ひとやすみ読書日記(第二版)

最近あんまり読んでませんが

M.R.ジェイムズ「M.R.ジェイムズ傑作集」

M.R.ジェイムズ傑作集 (創元推理文庫 528-1)

M.R.ジェイムズ傑作集 (創元推理文庫 528-1)

古書店で200円という安価で入手!したあとで誰なんだかわからなくて困る(藁。
おそらく以前どこかで読んでいる(「怪奇小説傑作集1」に載ってるらしいんで多分そこで読んでる)人だが生憎記憶に残っていない…。解説によるとマッケン、ブラックウッドと並んで英国怪奇小説作家三巨匠、だそうだ。三大○○って大抵信用が置けないものだけれど、この本はかなり面白かった。

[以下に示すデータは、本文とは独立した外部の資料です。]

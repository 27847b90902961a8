//! Persisted, vector-indexed skill store.
//!
//! The metadata map (`entries.json`) and the similarity index
//! (`index.json`) are updated as a single logical unit; their cardinalities
//! must match at all times. A mismatch found at load time is a fatal
//! consistency error and is never repaired automatically.

use std::collections::BTreeMap;
use std::path::{Path, PathBuf};
use std::sync::Arc;

use crate::analyzer;
use crate::error::CoreError;
use crate::oracle::Embedder;
use crate::storage;

use super::index::VectorIndex;
use super::types::{DuplicateSkillPolicy, NewSkill, Skill};

/// Owned store object for the skill library; never ambient global state.
pub struct SkillStore {
    dir: PathBuf,
    name: String,
    policy: DuplicateSkillPolicy,
    /// Mirror each skill as `code/<name>.py` and `description/<name>.txt`.
    mirror_files: bool,
    embedder: Arc<dyn Embedder>,
    entries: BTreeMap<String, Skill>,
    index: VectorIndex,
}

impl std::fmt::Debug for SkillStore {
    fn fmt(&self, f: &mut std::fmt::Formatter<'_>) -> std::fmt::Result {
        f.debug_struct("SkillStore")
            .field("dir", &self.dir)
            .field("name", &self.name)
            .field("policy", &self.policy)
            .field("mirror_files", &self.mirror_files)
            .field("embedder", &"<dyn Embedder>")
            .field("entries", &self.entries)
            .field("index", &self.index)
            .finish()
    }
}

impl SkillStore {
    /// Open the store named `name` under `root`. With `resume` set, loads
    /// the persisted snapshots and enforces the consistency gate before any
    /// further operation.
    pub async fn open(
        root: &Path,
        name: &str,
        resume: bool,
        policy: DuplicateSkillPolicy,
        mirror_files: bool,
        embedder: Arc<dyn Embedder>,
    ) -> Result<Self, CoreError> {
        let dir = root.join(name);
        tokio::fs::create_dir_all(&dir).await?;

        let entries_path = dir.join("entries.json");
        let entries: BTreeMap<String, Skill> = if resume && entries_path.exists() {
            tracing::info!("loading {} store from {}", name, dir.display());
            storage::load_json(&entries_path).await?
        } else {
            BTreeMap::new()
        };
        let index = VectorIndex::open(dir.join("index.json"), resume).await?;

        let store = Self {
            dir,
            name: name.to_string(),
            policy,
            mirror_files,
            embedder,
            entries,
            index,
        };
        store.check_synced()?;
        Ok(store)
    }

    fn check_synced(&self) -> Result<(), CoreError> {
        if self.index.len() != self.entries.len() {
            return Err(CoreError::Consistency {
                store: self.name.clone(),
                index_len: self.index.len(),
                entry_len: self.entries.len(),
            });
        }
        Ok(())
    }

    pub fn len(&self) -> usize {
        self.entries.len()
    }

    pub fn is_empty(&self) -> bool {
        self.entries.is_empty()
    }

    /// All stored skill names, used to exclude claimed names from new task
    /// proposals.
    pub fn names(&self) -> std::collections::BTreeSet<String> {
        self.entries.keys().cloned().collect()
    }

    /// The name→skill lookup table, consumed by the dependency resolver.
    pub fn entries(&self) -> &BTreeMap<String, Skill> {
        &self.entries
    }

    /// Archive a skill under a canonical name and return that name.
    ///
    /// Collisions: under skip-if-identical, a structurally identical body
    /// returns the existing name as a no-op; otherwise the smallest unused
    /// `_v{n}` suffix is chosen and the code's own header token is rewritten
    /// to match before storage.
    pub async fn add(&mut self, new: NewSkill, description: &str) -> Result<String, CoreError> {
        let original_name = if new.name.is_empty() {
            analyzer::primary_fn_name(&new.code)?
        } else {
            new.name.clone()
        };

        let mut name = original_name.clone();
        let mut code = new.code.clone();
        let old_header = format!("{original_name}(");
        let mut version = 1u32;
        while self.entries.contains_key(&name) {
            if self.policy == DuplicateSkillPolicy::SkipIfIdentical {
                // Compare bodies with the stored header token normalized
                // back to the unversioned name.
                let current_header = format!("{name}(");
                let stored = &self.entries[&name];
                if code == stored.code.replace(&current_header, &old_header) {
                    tracing::info!("{} already stored, skipping duplicate", name);
                    return Ok(name);
                }
            }
            version += 1;
            name = format!("{original_name}_v{version}");
        }
        if name != original_name {
            code = code.replace(&old_header, &format!("{name}("));
            tracing::info!(
                "{} exists with different code, storing as {}",
                original_name,
                name
            );
        }

        let embedding = self.embedder.embed(description).await.map_err(CoreError::from)?;

        let skill = Skill {
            code: code.clone(),
            dependencies: new.dependencies,
            task: new.task,
            description: description.to_string(),
        };
        self.index.add(name.clone(), embedding);
        self.entries.insert(name.clone(), skill);
        self.check_synced()?;

        // Metadata map and index snapshot together as one logical unit.
        storage::dump_json(&self.dir.join("entries.json"), &self.entries).await?;
        self.index.persist().await?;

        if self.mirror_files {
            storage::dump_text(&self.dir.join("code").join(format!("{name}.py")), &code).await?;
            storage::dump_text(
                &self.dir.join("description").join(format!("{name}.txt")),
                description,
            )
            .await?;
        }

        Ok(name)
    }

    /// The `k` stored skills nearest to `query` by description similarity.
    /// Returns fewer (or none) when the store is smaller; an empty store is
    /// not an error.
    pub async fn retrieve(
        &self,
        query: &str,
        k: usize,
    ) -> Result<Vec<(String, Skill)>, CoreError> {
        let k_eff = k.min(self.entries.len());
        if k_eff == 0 {
            return Ok(Vec::new());
        }

        tracing::info!("retrieving {} entries from {} store", k_eff, self.name);
        let query_embedding = self.embedder.embed(query).await.map_err(CoreError::from)?;
        let hits = self.index.search(&query_embedding, k_eff);

        let mut skills = Vec::with_capacity(hits.len());
        for (name, _distance) in hits {
            let skill = self.entries.get(&name).ok_or_else(|| CoreError::Consistency {
                store: self.name.clone(),
                index_len: self.index.len(),
                entry_len: self.entries.len(),
            })?;
            skills.push((name, skill.clone()));
        }
        Ok(skills)
    }
}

どれも短めの作品が十七編収められた短編集。どの作品も大体同じような構造で、主に19世紀イギリスのアッパーミドルな紳士方々が旅先や新居やなにやらでなにがしかの古びたものに接し、そこで幽霊や呪いやまーいろいろ…構造は同じでも構成は凝ったものがあったりしてそれほどワンパターンではない。

また大体に於いて誰かから「聞いた」話を新しい誰かに「話して」聞かせる王道な怪談形式で、しばしば語り手の主張がすごく前に出てきて「その後しばらく二人はゴルフをして過ごしたがゴルフに興味のある読者は少ないと思うので割愛する」とか「この人物は以降の物語に関係しないので名前などどうでも良い」みたいな記述が平気で入ってくるので妙にクスクス笑ってしまう。むしろそれは長所で、そこが楽しい。語り手の力って大事だなーと、改めて思わされる一冊でした。

小道具に凝った「銅版画」「縛り首の丘」など好みだけれど、二部構成且つとんでもないオチwがつく「ウィットミンスター寺院の僧房」がオススメ。いやそんな解決でいいのかよww「呪われた人形の家」もめでたしめでたし…ってめでたくないよ全然!!と、思わずノリツッコミしてまうよーな、考えてみれば変わったホラー小説だな。

そして著者もまた翻訳者にもまったく思いもよらない事だろうが、21世紀の今になって「ハンフリーズ氏とその遺産」を読み、そこに登場する「友愛の堂」に隠された恐るべき秘密を知ったとき、我々は腹を抱えて爆笑せざるを得ないのである。ホントに「友愛」の堂だよ!!